进一步使用液体1H NMR及13C NMR对酶解产物壳寡糖的还原及非还原末端结构特征进行鉴定，结果显示，还原末端及非还原末端均主要由GlcN（D）组成，说明该酶主要水解GlcN-GlcN糖苷键（图4）。根据壳聚糖酶对部分脱乙酰壳聚糖水解位点的差异，可将其分为3 个亚类：I类可同时水解糖苷键GlcN-GlcN及GlcNAc-GlcN，II类仅能水解糖苷键GlcN-GlcN，而III类可同时水解水解糖苷键GlcN-GlcN及GlcN-GlcNAc[2]。因此，推测BACSN属于I类壳聚糖酶，这也与MALDI-TOF MS的数据较好的对应：因水解仅发生于GlcN-GlcN，产生的寡糖两端至少均带有一个GlcN，因此，所有的壳寡糖均应含有至少两个GlcN，质谱的分析结果中所有壳寡糖均符合该要求。酶解产物的两端不应该存在GlcNAc组分，但NMR的分析结果显示，这些组分仍然在末端少量存在，推测可能是在弱酸（pH 6.0）及较高温度（40 ℃）反应条件下，同时发生了一定程度的酸降解。

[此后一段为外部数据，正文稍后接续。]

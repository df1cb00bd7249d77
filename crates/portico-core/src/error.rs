//! Error types for the Portico pipeline.
//!
//! Every failure in the pipeline is a [`PorticoError`] classified by
//! [`ErrorKind`]. The kind determines the default HTTP status and the wire
//! `type` name the response formatter serializes; both can be overridden on
//! the error itself, which is how the `on_error` hook attaches a status or a
//! replacement body.

use http::StatusCode;
use serde_json::Value;
use std::fmt;

/// Result type alias using [`PorticoError`].
pub type PorticoResult<T> = Result<T, PorticoError>;

/// Classification of a pipeline failure.
#[derive(Debug, Clone, Copy, PartialEq, Eq, Hash)]
pub enum ErrorKind {
    /// Malformed handler configuration, detected at definition time.
    Configuration,
    /// No handler registered for the inbound HTTP method.
    Routing,
    /// Missing, invalid, or expired token; XSRF mismatch.
    Authentication,
    /// Schema violation in a request section.
    Validation,
    /// Failure raised by user code.
    Business,
}

impl ErrorKind {
    /// Returns the default HTTP status code for this kind.
    ///
    /// Authentication failures default to 403; the status is carried on the
    /// error and can be reconfigured per handler, so the default here is a
    /// starting point, not a hard-wired mapping.
    #[must_use]
    pub const fn default_status_code(self) -> StatusCode {
        match self {
            Self::Validation => StatusCode::BAD_REQUEST,
            Self::Authentication => StatusCode::FORBIDDEN,
            Self::Configuration | Self::Routing | Self::Business => {
                StatusCode::INTERNAL_SERVER_ERROR
            }
        }
    }

    /// Returns the wire-level `type` name serialized into error bodies.
    #[must_use]
    pub const fn wire_type(self) -> &'static str {
        match self {
            Self::Configuration => "ConfigurationError",
            Self::Routing => "RoutingError",
            Self::Authentication => "AuthenticationFailureError",
            Self::Validation => "ValidationError",
            Self::Business => "Error",
        }
    }
}

/// Standard error type for the Portico pipeline.
///
/// Carries a kind, a message, and optional overrides for the HTTP status,
/// the wire `type` name, and the response body. The response formatter reads
/// these via [`status`](Self::status), [`wire_type`](Self::wire_type), and
/// [`body`](Self::body).
///
/// # Example
///
/// ```
/// use portico_core::PorticoError;
/// use http::StatusCode;
///
/// let err = PorticoError::authentication("missing jwt token");
/// assert_eq!(err.status(), StatusCode::FORBIDDEN);
/// assert_eq!(err.wire_type(), "AuthenticationFailureError");
/// assert_eq!(err.to_string(), "authentication error: missing jwt token");
/// ```
#[derive(Debug)]
pub struct PorticoError {
    kind: ErrorKind,
    message: String,
    status: Option<StatusCode>,
    wire_type: Option<String>,
    body: Option<Value>,
    source: Option<anyhow::Error>,
}

impl PorticoError {
    fn new(kind: ErrorKind, message: impl Into<String>) -> Self {
        Self {
            kind,
            message: message.into(),
            status: None,
            wire_type: None,
            body: None,
            source: None,
        }
    }

    /// Creates a configuration error (fatal at handler-definition time).
    #[must_use]
    pub fn configuration(message: impl Into<String>) -> Self {
        Self::new(ErrorKind::Configuration, message)
    }

    /// Creates a routing error for an unregistered HTTP method.
    #[must_use]
    pub fn routing(method: impl Into<String>) -> Self {
        Self::new(ErrorKind::Routing, method.into())
    }

    /// Creates an authentication failure.
    #[must_use]
    pub fn authentication(message: impl Into<String>) -> Self {
        Self::new(ErrorKind::Authentication, message)
    }

    /// Creates a validation failure. The message should name the offending
    /// field.
    #[must_use]
    pub fn validation(message: impl Into<String>) -> Self {
        Self::new(ErrorKind::Validation, message)
    }

    /// Creates a business error from a message.
    #[must_use]
    pub fn business(message: impl Into<String>) -> Self {
        Self::new(ErrorKind::Business, message)
    }

    /// Creates a business error wrapping an opaque source error.
    #[must_use]
    pub fn from_source(source: anyhow::Error) -> Self {
        let message = source.to_string();
        Self {
            source: Some(source),
            ..Self::new(ErrorKind::Business, message)
        }
    }

    /// Overrides the HTTP status for this error.
    #[must_use]
    pub fn with_status(mut self, status: StatusCode) -> Self {
        self.status = Some(status);
        self
    }

    /// Overrides the wire `type` name for this error.
    #[must_use]
    pub fn with_wire_type(mut self, wire_type: impl Into<String>) -> Self {
        self.wire_type = Some(wire_type.into());
        self
    }

    /// Supplies an explicit response body, bypassing the default
    /// `{type, message}` shape.
    #[must_use]
    pub fn with_body(mut self, body: Value) -> Self {
        self.body = Some(body);
        self
    }

    /// Returns the error kind.
    #[must_use]
    pub fn kind(&self) -> ErrorKind {
        self.kind
    }

    /// Returns the effective HTTP status: the override if set, otherwise the
    /// kind's default.
    #[must_use]
    pub fn status(&self) -> StatusCode {
        self.status.unwrap_or_else(|| self.kind.default_status_code())
    }

    /// Returns the effective wire `type` name.
    #[must_use]
    pub fn wire_type(&self) -> &str {
        self.wire_type
            .as_deref()
            .unwrap_or_else(|| self.kind.wire_type())
    }

    /// Returns the explicit response body, if one was attached.
    #[must_use]
    pub fn body(&self) -> Option<&Value> {
        self.body.as_ref()
    }
}

impl fmt::Display for PorticoError {
    fn fmt(&self, f: &mut fmt::Formatter<'_>) -> fmt::Result {
        match self.kind {
            ErrorKind::Configuration => write!(f, "configuration error: {}", self.message),
            ErrorKind::Routing => {
                write!(f, "handler not defined for http method: {}", self.message)
            }
            ErrorKind::Authentication => write!(f, "authentication error: {}", self.message),
            ErrorKind::Validation => write!(f, "validation error: {}", self.message),
            ErrorKind::Business => write!(f, "{}", self.message),
        }
    }
}

impl std::error::Error for PorticoError {
    fn source(&self) -> Option<&(dyn std::error::Error + 'static)> {
        self.source.as_ref().map(anyhow::Error::as_ref)
    }
}

impl From<anyhow::Error> for PorticoError {
    fn from(source: anyhow::Error) -> Self {
        Self::from_source(source)
    }
}

#[cfg(test)]
mod tests {
    use super::*;
    use serde_json::json;

    #[test]
    fn kind_default_statuses() {
        assert_eq!(
            ErrorKind::Validation.default_status_code(),
            StatusCode::BAD_REQUEST
        );
        assert_eq!(
            ErrorKind::Authentication.default_status_code(),
            StatusCode::FORBIDDEN
        );
        assert_eq!(
            ErrorKind::Routing.default_status_code(),
            StatusCode::INTERNAL_SERVER_ERROR
        );
        assert_eq!(
            ErrorKind::Business.default_status_code(),
            StatusCode::INTERNAL_SERVER_ERROR
        );
    }

    #[test]
    fn routing_message_names_the_method() {
        let err = PorticoError::routing("PATCH");
        assert_eq!(
            err.to_string(),
            "handler not defined for http method: PATCH"
        );
        assert_eq!(err.wire_type(), "RoutingError");
    }

    #[test]
    fn status_override_wins_over_kind_default() {
        let err = PorticoError::authentication("missing jwt token")
            .with_status(StatusCode::UNAUTHORIZED);
        assert_eq!(err.status(), StatusCode::UNAUTHORIZED);
    }

    #[test]
    fn explicit_body_is_preserved() {
        let err = PorticoError::business("boom").with_body(json!({"detail": "boom"}));
        assert_eq!(err.body(), Some(&json!({"detail": "boom"})));
    }

    #[test]
    fn validation_display_names_field() {
        let err = PorticoError::validation("required value missing: age");
        assert_eq!(
            err.to_string(),
            "validation error: required value missing: age"
        );
        assert_eq!(err.wire_type(), "ValidationError");
    }
}
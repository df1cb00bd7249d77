//! # Portico Validate
//!
//! Per-section request validation for the Portico gateway pipeline.
//!
//! A [`ValidationSpec`] declares schemas for the distinct sections of a
//! request (headers, query, body, path parameters, and the multi-value
//! header/query variants). A [`SectionSet`] compiles the spec into an
//! ordered list of section validators that run against an event, coerce
//! values in place, and fail with client-facing 400 errors.
//!
//! The underlying schema engine is a collaborator behind the
//! [`SchemaEngine`] trait; [`FieldRuleEngine`] is the built-in
//! implementation.

#![doc(html_root_url = "https://docs.rs/portico-validate/0.1.0")]
#![warn(missing_docs)]
#![forbid(unsafe_code)]

mod engine;
mod schema;
mod section;

pub use engine::{EngineOptions, FieldRuleEngine, SchemaEngine, ValidationFault};
pub use schema::{FieldKind, FieldRule, Schema};
pub use section::{Section, SectionSet, ValidationSpec};
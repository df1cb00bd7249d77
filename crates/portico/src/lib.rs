//! # Portico
//!
//! An API-gateway request pipeline for cloud-function invocations: method
//! routing, payload normalization, cookie parsing, token authentication,
//! per-section schema validation, and response formatting, composed into a
//! single handler that always answers with a gateway response envelope.
//!
//! A handler is declared once with [`ApiHandlerBuilder`] and then serves
//! every warm invocation:
//!
//! ```
//! use portico::{ApiHandlerBuilder, FieldRule, Reply, Schema, ValidationSpec};
//! use serde_json::json;
//!
//! # tokio_test::block_on(async {
//! let handler = ApiHandlerBuilder::new()
//!     .post(|event, _context| async move {
//!         let name = event.body["name"].as_str().unwrap_or_default().to_string();
//!         Ok(Reply::json(json!({"created": name})))
//!     })
//!     .validation(
//!         ValidationSpec::new()
//!             .body(Schema::new().field("name", FieldRule::string().trim().required())),
//!     )?
//!     .build()?;
//!
//! let event = serde_json::from_value(json!({
//!     "httpMethod": "POST",
//!     "body": "{\"name\": \"  Ada  \"}",
//! }))
//! .unwrap();
//!
//! let response = handler.handle(event, portico::FunctionContext::default()).await;
//! assert_eq!(response.status_code, 201);
//! # Ok::<(), portico::PorticoError>(())
//! # }).unwrap();
//! ```

#![doc(html_root_url = "https://docs.rs/portico/0.1.0")]
#![warn(missing_docs)]
#![forbid(unsafe_code)]

mod builder;
mod handler;
mod protection;
mod registry;
mod reply;
mod response;

pub use builder::ApiHandlerBuilder;
pub use handler::{ApiHandler, ErrorHook, FinallyHook, STAGES};
pub use protection::{ContentScanner, ProtectionMode, ScanFinding, SqlScanner};
pub use registry::{Executor, MethodHandler, MethodRegistry, ResponseHook, SUPPORTED_METHODS};
pub use reply::{Reply, ReplyBody};
pub use response::CorsOptions;

pub use portico_auth::{AuthConfig, AuthDefaults, AuthOptions, AuthValidator, Jwk};
pub use portico_core::{
    claim_at, event_value_at, ErrorKind, FunctionContext, HeaderValue, PorticoError,
    PorticoResult, ProxyEvent, ResponseEnvelope,
};
pub use portico_extract::{
    decode_body, normalize, parse_cookie_header, BodyDecodePolicy, SameSite, SetCookie,
};
pub use portico_validate::{
    EngineOptions, FieldKind, FieldRule, FieldRuleEngine, Schema, SchemaEngine, Section,
    SectionSet, ValidationFault, ValidationSpec,
};

/// The most commonly needed names, for glob import.
pub mod prelude {
    pub use crate::{
        ApiHandler, ApiHandlerBuilder, AuthDefaults, AuthOptions, CorsOptions, FieldRule,
        FunctionContext, PorticoError, PorticoResult, ProtectionMode, ProxyEvent, Reply,
        ResponseEnvelope, Schema, SetCookie, ValidationSpec,
    };
}
//! # Portico Core
//!
//! Core types for the Portico gateway request pipeline.
//!
//! This crate provides the foundational types used throughout Portico:
//!
//! - [`ProxyEvent`] - The inbound HTTP-gateway proxy event
//! - [`FunctionContext`] - Invocation metadata passed through to business code
//! - [`ResponseEnvelope`] - The outbound gateway response envelope
//! - [`PorticoError`] - Standard error type with wire-level classification

#![doc(html_root_url = "https://docs.rs/portico-core/0.1.0")]
#![warn(missing_docs)]
#![forbid(unsafe_code)]

mod error;
mod event;
mod path;

pub use error::{ErrorKind, PorticoError, PorticoResult};
pub use event::{FunctionContext, HeaderValue, ProxyEvent, ResponseEnvelope};
pub use path::{claim_at, event_value_at};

制备较高聚合度低脱乙酰度壳寡糖是该领域研发的新方向。使用化学法将传统壳寡糖重新乙酰化也可以获得低脱乙酰度壳寡糖，但聚合度仍然较低，且难以实现规模制备。以低脱乙酰度壳聚糖为底物，使用具有壳聚糖水解活性的酶类，如壳聚糖酶、几丁质酶及非特异性商品酶等，利用其差异的底物识别特性，可以制备不同末端结构特征的壳寡糖。理论上，通过底物脱乙酰度的控制，结合特定酶的水解，可实现产物聚合度的调控。因此，基于上述策略，可实现壳寡糖聚合度、脱乙酰度及乙酰基位点等结构特征的调控。已在前期利用几丁质酶水解制备了特定结构特征的低脱乙酰度壳寡糖[30]，后期将对本研究及前期制备的不同结构特征壳寡糖组分的活性进行评价。

图 4 酶解产物1H NMR（A）及13C NMR（B）分析Fig. 4 1H-NMR (A) and 13C NMR (B) spectra of hydrolysis products

3 结 论

本研究利用全基因合成方法合成并在毕赤酵母中分泌表达了来源于解淀粉芽孢杆菌的壳聚糖酶并对其酶学性质进行鉴定。同时，利用该酶水解低脱乙酰度壳聚糖制备低脱乙酰度壳寡糖并对其组成及结构特征进行鉴定，结果显示，酶解产物中含有聚合度3～15不同脱乙酰度的壳寡糖，且还原及非还原端均主要由GlcN单元构成。与传统壳寡糖相比，BACSN水解低脱乙酰度壳聚糖制备的新型壳寡糖具有更复杂的组成且具有特定的结构特征，可能具有更高或者新的生物活性。后续将对这些组分进行分离并对其生物活性进行更深入研究。